Monday, March 1, 2010

Creative Entry #7: Give A Man A Fish ...

A few weeks ago when my FA100 class held their pot luck in our lecture hall, we were prompted to show off our talent in front of all the other tutorials as some sort of entertainment while people ate. Naturally, there was song and dance, and someone even read out a story in front of the entire assembly. As a visual artist it's a little more difficult to translate my field of "expertise", if I may call it that, into something easily demonstrated on a stage, and as much as some people find it fascinating to watch me draw I'm sure there would have been someone in the audience who'd have gotten tired of the whole affair and would have left.

But where there's a will there's a way, and by means of the photo projector on the stage I was able to draw a picture from square one (baseline sketch to penned lineart) in my sketchbook. This proccess was projected onto the wall behind the performers on stage, so while others' sang and read their stories people in the audience were able to watch a drawing unfold, albeit one that had nothing to do with the contents of the songs.

I will admit it was the audience's response to watching the process of my art that spurred me to create what I did over the weekend: four tutorials for my watchers on DeviantArt documenting how I create one of my pictures from start to finish. As I've mentioned before (or believe I have) in past blog posts, DeviantArt greatly helped me to improve my drawing capabilities since I joined it almost four years ago, until I arrived at the style I have now. The journey doesn't end there, of course, and I'm always learning and trying to encorporate new styles and techniques into my art if they appeal to me. I've also got an eye for detail if I'm encountering something I have difficulty drawing; if I have difficult drawing someone's face at a certain angle I'll peer at them funny from across the cafeteria, likewise if I'm struggling with something like a bicycle or car I'll trace their contours with my eye and try to preserve the smaller details to my memory. I'm always looking at life through a glass in ways that will benefit the one thing that is most important to me: the ability to draw.
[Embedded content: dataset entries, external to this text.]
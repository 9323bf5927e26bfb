//! HTTP client trait abstraction.
//!
//! Provides a trait-based abstraction for the three verbs the forum API
//! uses, enabling dependency injection and mocking in tests.

use async_trait::async_trait;
use bytes::Bytes;
use std::collections::HashMap;

/// HTTP headers represented as a key-value map.
pub type Headers = HashMap<String, String>;

/// HTTP response wrapper.
#[derive(Debug, Clone)]
pub struct Response {
    /// HTTP status code
    pub status: u16,
    /// Response headers
    pub headers: Headers,
    /// Response body
    pub body: Bytes,
}

impl Response {
    /// Create a new response.
    pub fn new(status: u16, body: impl Into<Bytes>) -> Self {
        Self {
            status,
            headers: HashMap::new(),
            body: body.into(),
        }
    }

    /// Create a new response with headers.
    pub fn with_headers(status: u16, headers: Headers, body: Bytes) -> Self {
        Self {
            status,
            headers,
            body,
        }
    }

    /// Create a response carrying a JSON document.
    pub fn json_body(status: u16, value: &serde_json::Value) -> Self {
        let mut headers = HashMap::new();
        headers.insert("content-type".to_string(), "application/json".to_string());
        Self::with_headers(status, headers, Bytes::from(value.to_string()))
    }

    /// Check if the response indicates success (2xx status).
    pub fn is_success(&self) -> bool {
        (200..300).contains(&self.status)
    }

    /// Get the response body as a string.
    pub fn text(&self) -> Result<String, std::string::FromUtf8Error> {
        String::from_utf8(self.body.to_vec())
    }

    /// Parse the response body as JSON.
    pub fn json<T: serde::de::DeserializeOwned>(&self) -> Result<T, serde_json::Error> {
        serde_json::from_slice(&self.body)
    }
}

/// HTTP transport errors.
///
/// These describe failures before a status code was obtained. Non-2xx
/// statuses come back as a [`Response`] and are judged by the caller.
#[derive(Debug, Clone, PartialEq, Eq)]
pub enum HttpError {
    /// Connection failed (the request never reached the server)
    ConnectionFailed(String),
    /// Request timeout
    Timeout(String),
    /// Invalid URL
    InvalidUrl(String),
    /// Body could not be read
    Io(String),
    /// Other error
    Other(String),
}

impl HttpError {
    /// Whether the failure happened before the request was delivered.
    pub fn is_connect(&self) -> bool {
        matches!(self, HttpError::ConnectionFailed(_))
    }

    /// Whether the failure is a transport-level network failure that a
    /// retry could plausibly fix.
    pub fn is_network_failure(&self) -> bool {
        matches!(self, HttpError::ConnectionFailed(_) | HttpError::Timeout(_))
    }
}

impl std::fmt::Display for HttpError {
    fn fmt(&self, f: &mut std::fmt::Formatter<'_>) -> std::fmt::Result {
        match self {
            HttpError::ConnectionFailed(msg) => write!(f, "Connection failed: {}", msg),
            HttpError::Timeout(msg) => write!(f, "Request timeout: {}", msg),
            HttpError::InvalidUrl(msg) => write!(f, "Invalid URL: {}", msg),
            HttpError::Io(msg) => write!(f, "IO error: {}", msg),
            HttpError::Other(msg) => write!(f, "HTTP error: {}", msg),
        }
    }
}

impl std::error::Error for HttpError {}

/// Trait for HTTP client operations.
///
/// Implementations include the production reqwest-based client, a
/// recording mock and an in-memory forum backend for tests.
///
/// # Example
///
/// ```ignore
/// use rpg_forum::traits::{HttpClient, Headers};
///
/// async fn fetch<C: HttpClient>(client: &C) -> Result<String, HttpError> {
///     let response = client.get("https://forum.example/topics", &Headers::new()).await?;
///     response.text().map_err(|e| HttpError::Other(e.to_string()))
/// }
/// ```
#[async_trait]
pub trait HttpClient: Send + Sync {
    /// Perform a GET request.
    async fn get(&self, url: &str, headers: &Headers) -> Result<Response, HttpError>;

    /// Perform a POST request with a string body.
    async fn post(&self, url: &str, body: &str, headers: &Headers) -> Result<Response, HttpError>;

    /// Perform a DELETE request.
    async fn delete(&self, url: &str, headers: &Headers) -> Result<Response, HttpError>;
}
In the past few months, especially through my irregularly-updated webcomic 'OOC': http://canadian-rainwater.deviantart.com/gallery/#OOC-A-Gaming-Webcomic, I've been getting quite a bit of attention about my art, and with it come the inquiries about how I draw. My DeviantWatchers had no means to come to FA100's pot luck so of course they missed seeing me draw in person, but it's flattering when people ask, as it makes me realize just how far I've come since I first had aspirations of becoming a well-known artist as a child. Now there is by no means one way to draw, and each person has their own approach, so I made this apparent in my tutorials. My tutorials weren't "how to draw" so much as "this is how I draw, and if you can learn something from it, then more power to you".
As a result of their massive file sizes, I'll have to ask you to follow these links to view my tutorials:

Creating these four tutorials was some of the most arduous work on Photoshop I have ever done. Usually when I draw or color a picture I slip into "the zone" (as per Ken Robinson's 'The Element'--the book I read for my book response) and usually work on it nonstop until I get bored of it, fall asleep, or it gets done. During this time usually the only distractions I'll warrant is some music or a movie playing in the background, but to create this tutorial I had to break my norms and pause my work every few minutes or when I hit an important milestone in my drawing process so that I could document it for my watchers. I wound up with almost 100 different pictures or segments of my picture in various stages of completion I then had to go through, crop down to size, sort of which ones were important to preserve and which I could discard, etc. etc. I then had to arrange them in a document and annotate each step in a way that my Watchers could understand. In the end the file sizes were so big I had to save them as psb.s instead of psd.s and they took up to three-to-five minutes to save.

It. Was. Tiring.

However, making them also made me more aware that, despite my Western outlook on art and my preference to the appeal of the final piece of artwork as opposed to the process it took to create them, I myself have a particular way of working. From the moment I lay down the gestural shapes, to fleshing out the sketch, drawing from left-to-right with the pencil and then right-to-left with the pen, to the way I lay down the base colors and then work over them, I'm always following a subconscious pattern and manner of working that I've been using for a while now. Creating these tuturials became a means into exploring my own creative process and being able to share it with others as well, which I love doing with my art. Their positive responses when I uploaded these to my account made the toil worth it, although ... I can't be saying I'll be doing it again any time soon.